═════ Data ═════

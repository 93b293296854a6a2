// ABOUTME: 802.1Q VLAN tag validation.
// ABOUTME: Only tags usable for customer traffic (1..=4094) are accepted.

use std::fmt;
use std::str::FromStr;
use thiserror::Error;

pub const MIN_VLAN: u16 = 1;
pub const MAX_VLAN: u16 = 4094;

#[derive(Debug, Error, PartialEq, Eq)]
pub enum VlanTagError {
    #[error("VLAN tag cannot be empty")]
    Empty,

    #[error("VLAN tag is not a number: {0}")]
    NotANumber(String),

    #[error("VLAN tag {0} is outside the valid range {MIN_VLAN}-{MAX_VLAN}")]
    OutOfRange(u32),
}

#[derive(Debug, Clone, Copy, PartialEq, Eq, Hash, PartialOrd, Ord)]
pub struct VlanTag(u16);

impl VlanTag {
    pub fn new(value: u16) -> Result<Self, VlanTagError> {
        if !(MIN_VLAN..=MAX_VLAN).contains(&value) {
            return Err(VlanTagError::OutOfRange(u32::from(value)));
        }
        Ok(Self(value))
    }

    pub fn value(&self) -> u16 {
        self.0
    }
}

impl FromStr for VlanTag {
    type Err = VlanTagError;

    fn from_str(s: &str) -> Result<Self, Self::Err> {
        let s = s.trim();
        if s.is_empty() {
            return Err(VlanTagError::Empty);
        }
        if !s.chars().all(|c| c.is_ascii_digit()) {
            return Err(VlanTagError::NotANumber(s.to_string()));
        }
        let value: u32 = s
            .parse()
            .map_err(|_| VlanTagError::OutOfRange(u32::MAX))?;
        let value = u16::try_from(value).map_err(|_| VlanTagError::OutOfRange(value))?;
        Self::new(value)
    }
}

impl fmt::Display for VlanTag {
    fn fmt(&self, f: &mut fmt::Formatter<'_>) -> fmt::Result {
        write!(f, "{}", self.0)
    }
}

═════

• **Work task**
Above are the records; repeat exactly the lines from the one holding "fn from_str(s: &str)" down to the one holding "if !s.chars().all(|c| c.is_ascii_digit())", end lines included.

• **Written response**
    fn from_str(s: &str) -> Result<Self, Self::Err> {
        let s = s.trim();
        if s.is_empty() {
            return Err(VlanTagError::Empty);
        }
        if !s.chars().all(|c| c.is_ascii_digit()) {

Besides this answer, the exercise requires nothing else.